TASK OBJECTIVE: Report every line of the data where the string "reason" appears.

PROVIDED ENTRIES:
== == ==

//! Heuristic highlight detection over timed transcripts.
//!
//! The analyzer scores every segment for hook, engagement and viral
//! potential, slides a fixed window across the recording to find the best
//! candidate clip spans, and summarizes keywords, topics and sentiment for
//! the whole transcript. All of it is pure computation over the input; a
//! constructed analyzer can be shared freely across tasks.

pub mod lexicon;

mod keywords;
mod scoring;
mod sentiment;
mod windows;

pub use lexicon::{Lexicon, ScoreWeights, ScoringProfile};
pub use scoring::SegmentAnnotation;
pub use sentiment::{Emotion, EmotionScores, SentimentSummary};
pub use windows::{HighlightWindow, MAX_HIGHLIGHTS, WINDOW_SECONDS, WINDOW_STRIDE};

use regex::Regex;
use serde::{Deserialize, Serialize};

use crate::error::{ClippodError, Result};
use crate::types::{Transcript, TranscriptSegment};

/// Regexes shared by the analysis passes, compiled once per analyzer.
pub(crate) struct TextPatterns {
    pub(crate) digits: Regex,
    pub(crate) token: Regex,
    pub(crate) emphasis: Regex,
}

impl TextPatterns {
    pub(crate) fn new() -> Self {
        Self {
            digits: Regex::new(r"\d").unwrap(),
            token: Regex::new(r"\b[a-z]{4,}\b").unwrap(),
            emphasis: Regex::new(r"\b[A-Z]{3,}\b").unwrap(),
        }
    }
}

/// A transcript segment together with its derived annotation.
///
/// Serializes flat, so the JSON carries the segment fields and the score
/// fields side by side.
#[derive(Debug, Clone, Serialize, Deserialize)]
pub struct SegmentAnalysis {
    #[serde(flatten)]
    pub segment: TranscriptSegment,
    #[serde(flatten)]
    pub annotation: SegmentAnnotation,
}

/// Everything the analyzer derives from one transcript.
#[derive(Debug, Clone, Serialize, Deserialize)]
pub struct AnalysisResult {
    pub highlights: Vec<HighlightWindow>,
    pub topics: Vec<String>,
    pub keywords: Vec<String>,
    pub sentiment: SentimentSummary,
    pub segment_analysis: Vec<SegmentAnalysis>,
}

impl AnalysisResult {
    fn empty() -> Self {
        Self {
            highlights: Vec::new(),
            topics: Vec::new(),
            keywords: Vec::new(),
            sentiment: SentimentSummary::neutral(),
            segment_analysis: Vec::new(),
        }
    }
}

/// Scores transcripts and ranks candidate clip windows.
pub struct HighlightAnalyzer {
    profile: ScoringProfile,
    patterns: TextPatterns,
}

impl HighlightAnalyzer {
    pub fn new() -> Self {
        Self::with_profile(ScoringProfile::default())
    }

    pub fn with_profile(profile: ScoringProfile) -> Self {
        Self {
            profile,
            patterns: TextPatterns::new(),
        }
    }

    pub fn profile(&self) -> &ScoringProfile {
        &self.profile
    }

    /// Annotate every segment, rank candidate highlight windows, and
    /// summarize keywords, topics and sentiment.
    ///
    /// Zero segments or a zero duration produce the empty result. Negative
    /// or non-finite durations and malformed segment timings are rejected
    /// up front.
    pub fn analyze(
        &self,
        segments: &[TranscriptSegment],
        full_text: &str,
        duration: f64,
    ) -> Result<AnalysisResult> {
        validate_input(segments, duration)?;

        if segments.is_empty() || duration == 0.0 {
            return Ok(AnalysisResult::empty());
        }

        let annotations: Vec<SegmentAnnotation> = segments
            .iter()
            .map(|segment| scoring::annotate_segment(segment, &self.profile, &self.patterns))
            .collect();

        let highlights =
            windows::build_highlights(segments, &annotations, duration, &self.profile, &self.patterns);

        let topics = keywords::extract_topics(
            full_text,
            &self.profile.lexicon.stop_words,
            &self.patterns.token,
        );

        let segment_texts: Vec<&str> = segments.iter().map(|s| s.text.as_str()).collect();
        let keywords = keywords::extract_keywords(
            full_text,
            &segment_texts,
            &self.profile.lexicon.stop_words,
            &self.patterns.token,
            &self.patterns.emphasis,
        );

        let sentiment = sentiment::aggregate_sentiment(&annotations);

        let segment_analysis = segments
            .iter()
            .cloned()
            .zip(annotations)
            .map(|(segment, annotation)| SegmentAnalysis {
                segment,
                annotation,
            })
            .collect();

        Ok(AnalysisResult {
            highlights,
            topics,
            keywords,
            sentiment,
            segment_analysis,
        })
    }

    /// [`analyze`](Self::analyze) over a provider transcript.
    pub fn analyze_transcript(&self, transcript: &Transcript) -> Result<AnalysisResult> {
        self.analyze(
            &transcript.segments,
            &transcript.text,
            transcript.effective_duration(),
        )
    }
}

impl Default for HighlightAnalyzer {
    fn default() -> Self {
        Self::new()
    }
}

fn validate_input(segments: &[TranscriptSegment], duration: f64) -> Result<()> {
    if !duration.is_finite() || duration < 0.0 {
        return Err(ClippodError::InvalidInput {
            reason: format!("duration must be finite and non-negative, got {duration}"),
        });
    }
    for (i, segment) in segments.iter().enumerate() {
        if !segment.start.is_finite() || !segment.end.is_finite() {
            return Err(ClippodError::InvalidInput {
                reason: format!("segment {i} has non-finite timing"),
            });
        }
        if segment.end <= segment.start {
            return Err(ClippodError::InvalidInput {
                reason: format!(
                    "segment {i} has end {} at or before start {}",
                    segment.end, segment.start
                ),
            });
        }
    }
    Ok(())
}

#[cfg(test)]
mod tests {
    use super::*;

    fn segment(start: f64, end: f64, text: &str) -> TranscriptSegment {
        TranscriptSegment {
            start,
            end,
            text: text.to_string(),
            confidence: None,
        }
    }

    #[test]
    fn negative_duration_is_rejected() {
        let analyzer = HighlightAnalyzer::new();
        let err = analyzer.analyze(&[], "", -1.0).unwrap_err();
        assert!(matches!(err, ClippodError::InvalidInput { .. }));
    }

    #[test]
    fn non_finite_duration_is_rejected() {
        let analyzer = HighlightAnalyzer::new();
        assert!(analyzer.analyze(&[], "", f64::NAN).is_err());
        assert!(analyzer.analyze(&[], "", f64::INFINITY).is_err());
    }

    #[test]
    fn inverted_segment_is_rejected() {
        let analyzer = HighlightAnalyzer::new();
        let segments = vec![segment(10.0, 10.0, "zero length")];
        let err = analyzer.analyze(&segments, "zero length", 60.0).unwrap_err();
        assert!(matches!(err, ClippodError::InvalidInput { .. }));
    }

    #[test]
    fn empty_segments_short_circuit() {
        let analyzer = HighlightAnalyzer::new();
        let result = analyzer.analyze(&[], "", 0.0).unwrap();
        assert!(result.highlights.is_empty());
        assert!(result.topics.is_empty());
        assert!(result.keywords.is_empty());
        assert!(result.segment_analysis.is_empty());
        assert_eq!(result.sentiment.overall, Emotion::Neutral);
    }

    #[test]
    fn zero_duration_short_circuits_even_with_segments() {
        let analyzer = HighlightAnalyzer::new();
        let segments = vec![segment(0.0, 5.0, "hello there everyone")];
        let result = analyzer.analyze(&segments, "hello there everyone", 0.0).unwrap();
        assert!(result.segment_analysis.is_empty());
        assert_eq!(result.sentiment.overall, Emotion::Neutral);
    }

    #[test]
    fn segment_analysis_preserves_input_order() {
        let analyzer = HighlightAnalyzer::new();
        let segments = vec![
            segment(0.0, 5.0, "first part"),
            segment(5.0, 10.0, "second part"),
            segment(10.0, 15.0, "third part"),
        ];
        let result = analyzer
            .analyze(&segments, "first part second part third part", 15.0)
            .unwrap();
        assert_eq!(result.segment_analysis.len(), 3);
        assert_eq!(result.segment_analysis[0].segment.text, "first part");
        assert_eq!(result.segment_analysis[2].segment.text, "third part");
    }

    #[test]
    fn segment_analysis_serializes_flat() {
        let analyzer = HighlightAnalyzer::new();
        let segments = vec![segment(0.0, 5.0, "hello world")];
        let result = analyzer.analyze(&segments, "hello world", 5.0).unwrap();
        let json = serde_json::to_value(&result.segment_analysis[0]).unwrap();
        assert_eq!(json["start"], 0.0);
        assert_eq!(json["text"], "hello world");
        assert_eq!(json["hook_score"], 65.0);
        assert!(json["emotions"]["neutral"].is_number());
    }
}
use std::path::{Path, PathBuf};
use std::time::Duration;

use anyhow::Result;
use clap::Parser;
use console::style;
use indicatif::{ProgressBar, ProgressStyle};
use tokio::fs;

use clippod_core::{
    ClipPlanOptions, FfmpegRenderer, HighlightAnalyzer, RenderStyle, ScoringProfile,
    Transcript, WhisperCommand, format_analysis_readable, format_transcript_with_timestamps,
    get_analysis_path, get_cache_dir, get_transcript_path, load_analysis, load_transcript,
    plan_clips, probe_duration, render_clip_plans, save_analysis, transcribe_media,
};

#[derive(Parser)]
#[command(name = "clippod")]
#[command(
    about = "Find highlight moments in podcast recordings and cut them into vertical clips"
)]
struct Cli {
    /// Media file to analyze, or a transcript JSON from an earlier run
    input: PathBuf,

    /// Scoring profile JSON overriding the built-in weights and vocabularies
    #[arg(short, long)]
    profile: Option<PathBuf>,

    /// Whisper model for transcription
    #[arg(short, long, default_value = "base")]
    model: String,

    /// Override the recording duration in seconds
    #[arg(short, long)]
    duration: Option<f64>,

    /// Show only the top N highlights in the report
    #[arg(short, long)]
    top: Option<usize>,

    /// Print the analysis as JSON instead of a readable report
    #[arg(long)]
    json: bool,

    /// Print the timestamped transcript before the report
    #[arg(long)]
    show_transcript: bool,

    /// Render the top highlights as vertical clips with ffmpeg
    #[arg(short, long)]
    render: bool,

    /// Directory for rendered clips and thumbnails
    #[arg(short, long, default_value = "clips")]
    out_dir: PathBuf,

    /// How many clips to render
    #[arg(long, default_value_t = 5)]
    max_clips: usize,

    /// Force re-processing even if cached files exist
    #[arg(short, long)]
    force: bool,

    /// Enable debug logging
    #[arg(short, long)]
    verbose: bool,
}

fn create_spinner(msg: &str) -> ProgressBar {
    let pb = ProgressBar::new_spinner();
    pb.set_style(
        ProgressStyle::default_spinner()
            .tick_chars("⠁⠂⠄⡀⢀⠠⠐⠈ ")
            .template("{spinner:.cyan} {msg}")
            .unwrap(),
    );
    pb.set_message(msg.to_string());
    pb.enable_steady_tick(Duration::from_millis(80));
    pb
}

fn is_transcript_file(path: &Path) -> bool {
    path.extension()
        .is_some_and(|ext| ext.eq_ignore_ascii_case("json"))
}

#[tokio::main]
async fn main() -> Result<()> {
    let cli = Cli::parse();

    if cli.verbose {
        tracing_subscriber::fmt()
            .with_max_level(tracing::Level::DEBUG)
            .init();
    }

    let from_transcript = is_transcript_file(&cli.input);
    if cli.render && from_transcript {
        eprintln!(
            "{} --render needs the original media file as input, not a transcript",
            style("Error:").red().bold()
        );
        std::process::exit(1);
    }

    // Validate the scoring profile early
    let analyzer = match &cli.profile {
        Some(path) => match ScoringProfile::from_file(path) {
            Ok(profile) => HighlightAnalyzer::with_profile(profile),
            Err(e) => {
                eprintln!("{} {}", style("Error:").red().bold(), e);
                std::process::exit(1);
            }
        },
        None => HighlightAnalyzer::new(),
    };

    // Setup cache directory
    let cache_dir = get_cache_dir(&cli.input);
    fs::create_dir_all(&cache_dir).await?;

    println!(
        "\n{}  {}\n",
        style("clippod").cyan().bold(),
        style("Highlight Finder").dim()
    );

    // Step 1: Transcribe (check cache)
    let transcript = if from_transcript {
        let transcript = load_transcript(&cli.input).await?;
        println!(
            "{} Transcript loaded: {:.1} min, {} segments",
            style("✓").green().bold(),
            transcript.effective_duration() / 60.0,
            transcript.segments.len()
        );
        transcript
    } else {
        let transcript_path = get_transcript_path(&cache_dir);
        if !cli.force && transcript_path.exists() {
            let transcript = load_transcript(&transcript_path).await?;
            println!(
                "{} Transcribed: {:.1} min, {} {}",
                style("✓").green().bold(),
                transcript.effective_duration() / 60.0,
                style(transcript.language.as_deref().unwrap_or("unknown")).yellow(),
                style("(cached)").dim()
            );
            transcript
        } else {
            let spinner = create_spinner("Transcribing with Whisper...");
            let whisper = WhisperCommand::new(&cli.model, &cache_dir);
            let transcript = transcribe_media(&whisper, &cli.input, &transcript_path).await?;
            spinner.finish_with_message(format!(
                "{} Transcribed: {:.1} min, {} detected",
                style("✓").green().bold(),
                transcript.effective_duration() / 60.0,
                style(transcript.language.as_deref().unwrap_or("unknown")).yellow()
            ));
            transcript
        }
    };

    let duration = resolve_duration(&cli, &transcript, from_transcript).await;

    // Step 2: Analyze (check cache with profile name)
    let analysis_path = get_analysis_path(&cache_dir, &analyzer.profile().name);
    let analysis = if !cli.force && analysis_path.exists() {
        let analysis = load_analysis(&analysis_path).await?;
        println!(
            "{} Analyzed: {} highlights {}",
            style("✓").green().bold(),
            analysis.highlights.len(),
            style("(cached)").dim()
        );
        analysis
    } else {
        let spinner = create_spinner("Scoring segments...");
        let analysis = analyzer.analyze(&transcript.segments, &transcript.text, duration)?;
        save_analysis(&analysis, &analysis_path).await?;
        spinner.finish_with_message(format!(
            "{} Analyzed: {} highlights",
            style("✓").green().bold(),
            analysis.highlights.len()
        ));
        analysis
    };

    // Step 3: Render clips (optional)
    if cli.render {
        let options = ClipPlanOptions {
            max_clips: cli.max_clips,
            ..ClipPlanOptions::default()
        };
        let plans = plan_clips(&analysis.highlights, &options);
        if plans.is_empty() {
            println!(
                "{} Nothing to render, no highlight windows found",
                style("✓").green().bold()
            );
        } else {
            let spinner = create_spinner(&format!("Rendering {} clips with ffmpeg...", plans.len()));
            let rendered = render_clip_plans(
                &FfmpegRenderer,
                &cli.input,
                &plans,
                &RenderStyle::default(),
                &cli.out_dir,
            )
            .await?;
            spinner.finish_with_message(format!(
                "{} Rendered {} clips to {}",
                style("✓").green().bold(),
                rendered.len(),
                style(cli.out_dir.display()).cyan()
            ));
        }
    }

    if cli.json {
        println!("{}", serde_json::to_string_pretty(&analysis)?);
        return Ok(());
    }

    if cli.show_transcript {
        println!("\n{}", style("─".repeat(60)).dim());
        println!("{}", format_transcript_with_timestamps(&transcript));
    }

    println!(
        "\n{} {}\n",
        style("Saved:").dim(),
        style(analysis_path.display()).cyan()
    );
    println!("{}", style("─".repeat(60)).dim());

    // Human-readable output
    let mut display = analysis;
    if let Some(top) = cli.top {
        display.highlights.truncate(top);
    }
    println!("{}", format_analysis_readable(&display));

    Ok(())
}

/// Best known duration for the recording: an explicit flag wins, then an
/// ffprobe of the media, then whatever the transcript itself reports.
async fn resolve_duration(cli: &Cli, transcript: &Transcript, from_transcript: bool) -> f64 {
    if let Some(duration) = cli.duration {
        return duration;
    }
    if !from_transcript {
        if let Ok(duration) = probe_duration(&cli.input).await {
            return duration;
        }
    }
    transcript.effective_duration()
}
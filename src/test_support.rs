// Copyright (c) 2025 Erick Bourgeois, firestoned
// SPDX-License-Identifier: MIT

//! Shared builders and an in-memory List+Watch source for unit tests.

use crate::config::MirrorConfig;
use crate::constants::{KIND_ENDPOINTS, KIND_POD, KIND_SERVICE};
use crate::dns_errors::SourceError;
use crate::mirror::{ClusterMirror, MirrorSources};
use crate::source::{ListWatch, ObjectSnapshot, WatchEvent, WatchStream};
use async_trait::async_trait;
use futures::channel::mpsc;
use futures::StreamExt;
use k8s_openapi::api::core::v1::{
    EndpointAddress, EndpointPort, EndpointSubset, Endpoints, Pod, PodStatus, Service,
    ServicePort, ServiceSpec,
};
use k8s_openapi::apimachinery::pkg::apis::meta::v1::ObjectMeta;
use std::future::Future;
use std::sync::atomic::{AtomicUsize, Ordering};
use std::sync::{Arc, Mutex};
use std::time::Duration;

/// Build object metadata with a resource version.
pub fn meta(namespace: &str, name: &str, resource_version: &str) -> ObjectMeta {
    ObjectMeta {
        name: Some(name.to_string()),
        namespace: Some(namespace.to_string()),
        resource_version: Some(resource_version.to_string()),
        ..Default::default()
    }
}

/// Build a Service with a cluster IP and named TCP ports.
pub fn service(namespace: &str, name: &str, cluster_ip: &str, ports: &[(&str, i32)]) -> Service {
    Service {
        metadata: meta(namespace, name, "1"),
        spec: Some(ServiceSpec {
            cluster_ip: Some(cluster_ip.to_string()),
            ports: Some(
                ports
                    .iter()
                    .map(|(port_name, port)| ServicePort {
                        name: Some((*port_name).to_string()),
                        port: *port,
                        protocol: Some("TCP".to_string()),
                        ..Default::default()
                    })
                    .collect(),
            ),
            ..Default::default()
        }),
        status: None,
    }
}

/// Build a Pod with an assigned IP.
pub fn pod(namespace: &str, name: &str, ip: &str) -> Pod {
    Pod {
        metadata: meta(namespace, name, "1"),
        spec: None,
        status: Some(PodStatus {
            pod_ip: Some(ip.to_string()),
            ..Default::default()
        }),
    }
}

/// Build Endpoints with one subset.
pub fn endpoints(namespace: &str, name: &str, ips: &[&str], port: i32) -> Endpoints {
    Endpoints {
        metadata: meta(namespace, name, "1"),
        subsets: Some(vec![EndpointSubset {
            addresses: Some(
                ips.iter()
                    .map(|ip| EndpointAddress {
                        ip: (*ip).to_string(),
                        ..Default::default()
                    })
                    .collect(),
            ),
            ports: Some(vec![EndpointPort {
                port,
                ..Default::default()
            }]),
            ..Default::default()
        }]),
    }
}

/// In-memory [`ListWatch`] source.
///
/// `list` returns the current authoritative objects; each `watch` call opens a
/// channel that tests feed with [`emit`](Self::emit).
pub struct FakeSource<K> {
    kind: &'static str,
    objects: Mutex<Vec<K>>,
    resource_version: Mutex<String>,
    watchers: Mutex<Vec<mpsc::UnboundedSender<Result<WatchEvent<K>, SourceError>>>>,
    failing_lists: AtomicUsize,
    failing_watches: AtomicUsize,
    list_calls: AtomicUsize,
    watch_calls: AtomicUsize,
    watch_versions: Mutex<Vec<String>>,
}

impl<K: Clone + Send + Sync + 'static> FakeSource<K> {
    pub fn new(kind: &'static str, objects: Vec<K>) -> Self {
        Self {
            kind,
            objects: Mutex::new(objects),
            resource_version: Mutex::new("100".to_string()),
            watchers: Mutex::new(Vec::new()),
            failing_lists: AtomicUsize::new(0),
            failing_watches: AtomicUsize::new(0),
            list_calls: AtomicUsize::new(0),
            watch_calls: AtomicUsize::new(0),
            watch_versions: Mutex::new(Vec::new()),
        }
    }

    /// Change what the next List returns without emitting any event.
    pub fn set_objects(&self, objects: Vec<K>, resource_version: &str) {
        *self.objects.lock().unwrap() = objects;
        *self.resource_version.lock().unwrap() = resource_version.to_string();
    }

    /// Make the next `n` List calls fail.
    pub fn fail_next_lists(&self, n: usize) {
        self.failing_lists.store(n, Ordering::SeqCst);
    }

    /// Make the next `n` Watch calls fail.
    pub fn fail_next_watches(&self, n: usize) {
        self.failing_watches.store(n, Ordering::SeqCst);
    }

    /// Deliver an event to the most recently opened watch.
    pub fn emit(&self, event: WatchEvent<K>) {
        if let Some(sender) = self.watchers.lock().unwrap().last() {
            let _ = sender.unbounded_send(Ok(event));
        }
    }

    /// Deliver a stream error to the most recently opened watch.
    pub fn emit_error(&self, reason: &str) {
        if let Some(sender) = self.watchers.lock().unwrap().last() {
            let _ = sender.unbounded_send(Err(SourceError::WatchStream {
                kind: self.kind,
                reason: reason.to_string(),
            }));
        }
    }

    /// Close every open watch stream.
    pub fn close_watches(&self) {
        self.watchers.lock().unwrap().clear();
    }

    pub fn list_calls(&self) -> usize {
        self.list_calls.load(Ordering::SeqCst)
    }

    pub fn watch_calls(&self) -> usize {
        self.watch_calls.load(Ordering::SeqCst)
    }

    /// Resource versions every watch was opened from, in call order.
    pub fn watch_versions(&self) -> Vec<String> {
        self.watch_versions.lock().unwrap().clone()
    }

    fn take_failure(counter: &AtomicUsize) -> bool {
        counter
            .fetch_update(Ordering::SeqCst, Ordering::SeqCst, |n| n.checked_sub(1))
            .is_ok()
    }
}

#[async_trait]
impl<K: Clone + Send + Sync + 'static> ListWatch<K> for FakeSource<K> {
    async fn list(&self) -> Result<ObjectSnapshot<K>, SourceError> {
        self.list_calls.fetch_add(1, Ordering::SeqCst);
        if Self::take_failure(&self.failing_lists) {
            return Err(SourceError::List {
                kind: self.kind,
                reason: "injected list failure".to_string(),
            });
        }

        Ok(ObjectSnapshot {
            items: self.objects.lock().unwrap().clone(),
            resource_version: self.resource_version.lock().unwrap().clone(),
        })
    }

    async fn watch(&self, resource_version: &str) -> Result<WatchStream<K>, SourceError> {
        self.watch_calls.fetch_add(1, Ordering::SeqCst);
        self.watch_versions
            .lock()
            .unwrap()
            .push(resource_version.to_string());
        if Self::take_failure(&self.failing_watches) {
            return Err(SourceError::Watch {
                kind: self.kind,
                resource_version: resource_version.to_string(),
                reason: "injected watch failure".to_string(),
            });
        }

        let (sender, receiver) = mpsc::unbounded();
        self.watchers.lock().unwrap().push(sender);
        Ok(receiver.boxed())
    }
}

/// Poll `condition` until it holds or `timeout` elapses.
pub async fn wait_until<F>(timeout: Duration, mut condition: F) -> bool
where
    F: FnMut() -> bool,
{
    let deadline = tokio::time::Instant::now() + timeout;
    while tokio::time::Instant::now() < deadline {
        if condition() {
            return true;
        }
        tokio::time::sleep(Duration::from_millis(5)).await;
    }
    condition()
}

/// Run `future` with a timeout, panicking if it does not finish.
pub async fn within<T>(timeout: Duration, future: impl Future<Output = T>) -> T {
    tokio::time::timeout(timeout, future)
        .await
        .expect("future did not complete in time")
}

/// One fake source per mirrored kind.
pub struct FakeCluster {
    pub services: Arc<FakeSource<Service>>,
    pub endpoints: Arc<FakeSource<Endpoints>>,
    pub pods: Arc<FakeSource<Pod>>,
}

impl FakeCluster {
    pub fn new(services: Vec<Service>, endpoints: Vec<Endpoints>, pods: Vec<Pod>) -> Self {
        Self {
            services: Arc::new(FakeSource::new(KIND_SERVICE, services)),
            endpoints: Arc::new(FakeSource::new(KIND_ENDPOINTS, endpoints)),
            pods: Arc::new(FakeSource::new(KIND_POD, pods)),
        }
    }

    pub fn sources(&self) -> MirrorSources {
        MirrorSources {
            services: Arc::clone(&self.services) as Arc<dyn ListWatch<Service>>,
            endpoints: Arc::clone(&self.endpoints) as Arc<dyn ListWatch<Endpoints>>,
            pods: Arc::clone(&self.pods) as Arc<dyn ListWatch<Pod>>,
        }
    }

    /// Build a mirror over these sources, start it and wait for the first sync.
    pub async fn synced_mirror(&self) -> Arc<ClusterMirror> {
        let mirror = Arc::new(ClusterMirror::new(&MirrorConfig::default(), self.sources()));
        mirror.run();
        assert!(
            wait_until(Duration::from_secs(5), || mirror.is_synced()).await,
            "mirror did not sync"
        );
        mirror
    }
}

== == ==

YOUR SOLUTION:
            reason: format!("duration must be finite and non-negative, got {duration}"),
                reason: format!("segment {i} has non-finite timing"),
                reason: format!(
    pub fn emit_error(&self, reason: &str) {
                reason: reason.to_string(),
                reason: "injected list failure".to_string(),
                reason: "injected watch failure".to_string(),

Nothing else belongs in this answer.